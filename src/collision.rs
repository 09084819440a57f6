//! Pure collision math shared by groups and the simulation space.
//!
//! Nothing here mutates except [`apply_collision`], which writes the result
//! of [`resolve_collision`] back into the two particles.

use crate::error::{Error, Result};
use crate::particle::Particle;
use glam::DVec2;

/// Velocity of `particle` after reflecting off the container walls.
///
/// `bounds` is the largest legal position on each axis; the smallest is 0.
/// Each axis is checked on its own, so a particle in a corner can flip both
/// components. The position is not clamped back inside.
pub fn wall_reflection(particle: &Particle, bounds: DVec2) -> DVec2 {
    let DVec2 { x, y } = particle.position;
    let mut v = particle.velocity;

    if (x <= 0.0 && v.x < 0.0) || (x >= bounds.x && v.x > 0.0) {
        v.x = -v.x;
    }
    if (y <= 0.0 && v.y < 0.0) || (y >= bounds.y && v.y > 0.0) {
        v.y = -v.y;
    }
    v
}

/// True when `a` and `b` touch or overlap and are closing on each other.
///
/// Uses current positions only; a fast, small particle can pass through
/// another between two ticks.
pub fn pair_collision_exists(a: &Particle, b: &Particle) -> bool {
    let dx = a.position - b.position;
    let dv = a.velocity - b.velocity;
    let reach = f64::from(a.radius()) + f64::from(b.radius());
    dx.length() <= reach && dv.dot(dx) < 0.0
}

/// Post-collision velocities `(v_a', v_b')` of a 2D elastic collision.
///
/// Errors:
/// - `Error::CoincidentCenters` if both particles sit at the same position.
pub fn resolve_collision(a: &Particle, b: &Particle) -> Result<(DVec2, DVec2)> {
    let dx = a.position - b.position;
    let dist_sq = dx.length_squared();
    if dist_sq == 0.0 {
        return Err(Error::CoincidentCenters);
    }

    let (ma, mb) = (f64::from(a.mass()), f64::from(b.mass()));
    let dv = a.velocity - b.velocity;
    // (v_a - v_b)·(x_a - x_b) == (v_b - v_a)·(x_b - x_a), so one projection serves both sides
    let proj = dv.dot(dx) / dist_sq;

    let va = a.velocity - (2.0 * mb / (ma + mb)) * proj * dx;
    let vb = b.velocity - (2.0 * ma / (ma + mb)) * proj * (-dx);
    Ok((va, vb))
}

/// Resolve a collision between `a` and `b` in place.
pub fn apply_collision(a: &mut Particle, b: &mut Particle) -> Result<()> {
    let (va, vb) = resolve_collision(a, b)?;
    a.velocity = va;
    b.velocity = vb;
    Ok(())
}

* **What this task involves**: In the records above, find every line containing the word "axis" and show it.

* **Response to this task**:
/// `bounds` is the largest legal position on each axis; the smallest is 0.
/// Each axis is checked on its own, so a particle in a corner can flip both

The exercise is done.